Digital Pathology + AI: Building a Smarter Diagnostic Foundation
These tools could improve accuracy and speed, especially when resources are constrained. In the context of rare and complex cancers, digital pathology and AI could:
- Support standardized classification of tumor subtypes
- Enable remote second opinions and faster review cycles
- Aggregate image and diagnostic data across institutions
- Integrate pathology with molecular and genomic testing workflows
They do NOT replace human expertise! They augment it, making insights available where and when they are most needed.
My Vision and Mission
My vision is that digital pathology will open access to the right insights, faster, and where it matters most. Many in pathology already recognize this. But clinicians often wait for information that pathology teams struggle to deliver, not for lack of skill, but due to system constraints and resource limits.
My mission is to help shape this shift, not only within lab medicine, but across healthcare systems. With urgency, ethics, and realism. True transformation starts by aligning diagnostics with care, not after treatment is available, but as an enabler of care itself.

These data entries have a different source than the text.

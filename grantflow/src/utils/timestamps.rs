//! Timestamp utilities.

use chrono::{DateTime, Utc};

/// Represents a timestamp that can be serialized/deserialized.
pub type Timestamp = DateTime<Utc>;

/// Returns the current UTC time as an ISO 8601 formatted string.
///
/// Format: `YYYY-MM-DDTHH:MM:SS.ffffff+00:00`
///
/// # Examples
///
/// ```
/// use grantflow::utils::iso_timestamp;
///
/// let ts = iso_timestamp();
/// assert!(ts.contains('T'));
/// assert!(ts.ends_with("+00:00"));
/// ```
#[must_use]
pub fn iso_timestamp() -> String {
    now_utc().format("%Y-%m-%dT%H:%M:%S%.6f+00:00").to_string()
}

/// Returns the current UTC timestamp.
#[must_use]
pub fn now_utc() -> Timestamp {
    Utc::now()
}

#[cfg(test)]
mod tests {
    use super::*;

    #[test]
    fn test_iso_timestamp_format() {
        let ts = iso_timestamp();
        assert!(ts.contains('T'));
        assert!(ts.ends_with("+00:00"));
    }

    #[test]
    fn test_iso_timestamp_parses_back() {
        let ts = iso_timestamp();
        let parsed: Result<Timestamp, _> = ts.parse();
        assert!(parsed.is_ok());
    }
}
//! The score aggregator: blends section and critique contributions.
//!
//! Deterministic and side-effect-free; identical inputs always yield
//! identical output regardless of upstream model non-determinism.

use crate::core::{CritiqueReport, DimensionScore, ScoreBundle};
use std::collections::BTreeMap;

use super::weights::section_weighted_score;

const SECTION_WEIGHT: f64 = 0.60;
const CRITIQUE_WEIGHT: f64 = 0.40;

/// Score assigned to a critique dimension with no data.
const DIMENSION_DEFAULT_SCORE: f64 = 6.0;

/// The seven critique dimensions: internal key and display name, in
/// fixed order.
pub const CRITIQUE_DIMENSIONS: [(&str, &str); 7] = [
    ("scientific_critique", "Scientific"),
    ("practical_critique", "Practical"),
    ("language_critique", "Language"),
    ("context_critique", "Context"),
    ("persuasiveness_critique", "Persuasiveness"),
    ("ethical_critique", "Ethical"),
    ("innovation_critique", "Innovation"),
];

/// Arithmetic mean of critique dimension scores; 0.0 when empty.
#[must_use]
pub fn critique_average(critique_scores: &BTreeMap<String, f64>) -> f64 {
    if critique_scores.is_empty() {
        return 0.0;
    }
    critique_scores.values().sum::<f64>() / critique_scores.len() as f64
}

/// Blends section and critique contributions into the final score.
///
/// `0.6 × section + 0.4 × critique-mean`, clamped to [0, 10] and rounded
/// to two decimal places. With no critique scores at all, the blended
/// score equals the section contribution alone; critique scores that are
/// present but zero flow through the formula unchanged.
#[must_use]
pub fn blend(
    section_scores: &ScoreBundle,
    domain: &str,
    critique_scores: &BTreeMap<String, f64>,
) -> f64 {
    let section = section_weighted_score(section_scores, domain);

    let combined = if critique_scores.is_empty() {
        section
    } else {
        SECTION_WEIGHT * section + CRITIQUE_WEIGHT * critique_average(critique_scores)
    };

    round2(combined.clamp(0.0, 10.0))
}

/// Derives a score for each critique dimension from the issue and
/// recommendation counts.
///
/// Starting from the section-score baseline, each issue subtracts 0.4 and
/// each recommendation 0.1, with a fixed per-dimension variation of
/// `index × 0.15 − 0.5`. Results clamp to [0, 10] and round to one
/// decimal. Dimensions absent from the critique default to 6.0.
#[must_use]
pub fn derive_dimension_scores(critique: &CritiqueReport, baseline: f64) -> Vec<DimensionScore> {
    CRITIQUE_DIMENSIONS
        .iter()
        .enumerate()
        .map(|(index, (key, display))| {
            let score = match critique.dimensions.get(*key) {
                Some(dimension) => {
                    let issue_penalty = dimension.issues.len() as f64 * 0.4;
                    let rec_penalty = dimension.recommendations.len() as f64 * 0.1;
                    let variation = index as f64 * 0.15 - 0.5;
                    round1((baseline - issue_penalty - rec_penalty + variation).clamp(0.0, 10.0))
                }
                None => DIMENSION_DEFAULT_SCORE,
            };
            DimensionScore {
                dimension: (*display).to_string(),
                score,
            }
        })
        .collect()
}

fn round1(value: f64) -> f64 {
    (value * 10.0).round() / 10.0
}

fn round2(value: f64) -> f64 {
    (value * 100.0).round() / 100.0
}
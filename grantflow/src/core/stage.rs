//! The fixed stage registry.
//!
//! The pipeline always advances through the same eight stages in order.
//! The registry is pure data, defined once at process start and shared
//! read-only across runs.

use crate::errors::StageOutOfRange;
use serde::{Deserialize, Serialize};

/// An immutable record describing one pipeline stage.
#[derive(Debug, Clone, PartialEq, Eq, Serialize, Deserialize)]
pub struct Stage {
    /// Unique short identifier (e.g., "summarize").
    pub key: String,
    /// Human-readable display label.
    pub label: String,
    /// 0-based position within the pipeline.
    pub ordinal: usize,
}

impl Stage {
    fn new(key: &str, label: &str, ordinal: usize) -> Self {
        Self {
            key: key.to_string(),
            label: label.to_string(),
            ordinal,
        }
    }
}

const STAGE_TABLE: [(&str, &str); 8] = [
    ("ingest", "Loading document"),
    ("domain-detect", "Detecting research domain"),
    ("summarize", "Generating structured summary"),
    ("score", "Scoring proposal sections"),
    ("critique", "Generating critique"),
    ("budget", "Analyzing budget"),
    ("compliance", "Running compliance checks"),
    ("finalize", "Finalizing decision"),
];

/// The ordered, fixed set of pipeline stages.
///
/// Read-only shared state; requires no locking.
#[derive(Debug, Clone, Copy, Default)]
pub struct StageRegistry;

impl StageRegistry {
    /// Returns the number of stages.
    #[must_use]
    pub fn count() -> usize {
        STAGE_TABLE.len()
    }

    /// Returns the stage at the given ordinal.
    ///
    /// Out-of-range ordinals yield a [`StageOutOfRange`] error; callers
    /// substitute [`Self::synthetic`] rather than propagating it.
    pub fn stage_at(ordinal: usize) -> Result<Stage, StageOutOfRange> {
        STAGE_TABLE
            .get(ordinal)
            .map(|(key, label)| Stage::new(key, label, ordinal))
            .ok_or(StageOutOfRange {
                ordinal,
                count: STAGE_TABLE.len(),
            })
    }

    /// Returns a placeholder stage for an ordinal outside the registry.
    #[must_use]
    pub fn synthetic(ordinal: usize) -> Stage {
        Stage::new(&format!("stage-{ordinal}"), "Unknown stage", ordinal)
    }

    /// Returns the stage at the given ordinal, or a synthetic placeholder.
    #[must_use]
    pub fn stage_or_synthetic(ordinal: usize) -> Stage {
        Self::stage_at(ordinal).unwrap_or_else(|_| Self::synthetic(ordinal))
    }

    /// Returns all stages in pipeline order.
    #[must_use]
    pub fn all() -> Vec<Stage> {
        STAGE_TABLE
            .iter()
            .enumerate()
            .map(|(ordinal, (key, label))| Stage::new(key, label, ordinal))
            .collect()
    }
}
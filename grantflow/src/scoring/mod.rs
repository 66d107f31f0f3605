//! Adaptive scoring: domain weight tables and the score aggregator.

mod blend;
mod weights;

pub use blend::{blend, critique_average, derive_dimension_scores, CRITIQUE_DIMENSIONS};
pub use weights::{all_domains, domain_weights, section_weighted_score, DEFAULT_DOMAIN};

Pharma’s Role in Driving Diagnostics Forward
This is not just about rare cancer. Pharma has the ability to drive diagnostic innovation across disease areas.
Progress is possible through:
- Biomarker driven development
- Co-creation of companion diagnostics (CDx)
- Support for AI and digital pathology adoption
- Partnership with lab medicine and treating clinicians
Pharma pipelines depend on:
- Clear tissue and mutation classification
- Early patient identification
- Effective trial enrollment and outcomes tracking
By embedding AI and digital pathology earlier, pharma could:
- Improve patient selection
- Reduce screen failure rates
- Accelerate targeted therapy development
This is not about adding layers. It is about realigning the system around patient impact. The tools are here. The need is real.
Closing Thought
Patients with rare cancers, and all diseases, deserve faster, more accurate answers. But progress requires more than tools. It requires collaboration across diagnostics, pharma, and clinical practice, rooted in integrity and purpose.
What if pharma could bring innovation to market faster, with less risk, more clarity, and the right partners from the start?